• WHAT THE TASK ASKS
Below are records to write out again, exactly as they read.

• DATA
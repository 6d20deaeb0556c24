use bucket_map::BucketMap;
use bucket_map::OrdComparator;
use clap::Parser;

#[derive(Parser, Debug)]
struct Args {
    #[arg(short = 'c', long = "capacity", default_value_t = 1000)]
    capacity: usize,

    /// Remove every n-th key before shrinking.
    #[arg(short = 'n', long = "remove_every", default_value_t = 3)]
    remove_every: usize,
}

fn main() {
    env_logger::init();
    let args = Args::parse();

    println!("Creating BucketMap with capacity: {}", args.capacity);

    let keys: Vec<u64> = (0..args.capacity as u64).collect();
    let mut map = BucketMap::with_capacity(args.capacity, OrdComparator);

    println!("Filling map with u64 keys...");
    for key in &keys {
        if let Err(err) = map.insert(key, key) {
            panic!("failed to insert {}: {}", key, err);
        }
    }
    map.slot_stats().print();

    let mut removed = 0;
    for key in keys.iter().step_by(args.remove_every.max(1)) {
        if map.remove(key).is_ok() {
            removed += 1;
        }
    }
    println!("Removed {} keys", removed);
    map.slot_stats().print();

    if let Err(err) = map.shrink_to_fit() {
        println!("shrink_to_fit failed: {}", err);
        return;
    }
    println!("After shrink_to_fit:");
    map.slot_stats().print();
}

• SOLUTION
repository 6d20deaeb0556c24
use bucket_map::BucketMap;
use bucket_map::OrdComparator;
use clap::Parser;

#[derive(Parser, Debug)]
struct Args {
    #[arg(short = 'c', long = "capacity", default_value_t = 1000)]
    capacity: usize,

    /// Remove every n-th key before shrinking.
    #[arg(short = 'n', long = "remove_every", default_value_t = 3)]
    remove_every: usize,
}

fn main() {
    env_logger::init();
    let args = Args::parse();

    println!("Creating BucketMap with capacity: {}", args.capacity);

    let keys: Vec<u64> = (0..args.capacity as u64).collect();
    let mut map = BucketMap::with_capacity(args.capacity, OrdComparator);

    println!("Filling map with u64 keys...");
    for key in &keys {
        if let Err(err) = map.insert(key, key) {
            panic!("failed to insert {}: {}", key, err);
        }
    }
    map.slot_stats().print();

    let mut removed = 0;
    for key in keys.iter().step_by(args.remove_every.max(1)) {
        if map.remove(key).is_ok() {
            removed += 1;
        }
    }
    println!("Removed {} keys", removed);
    map.slot_stats().print();

    if let Err(err) = map.shrink_to_fit() {
        println!("shrink_to_fit failed: {}", err);
        return;
    }
    println!("After shrink_to_fit:");
    map.slot_stats().print();
}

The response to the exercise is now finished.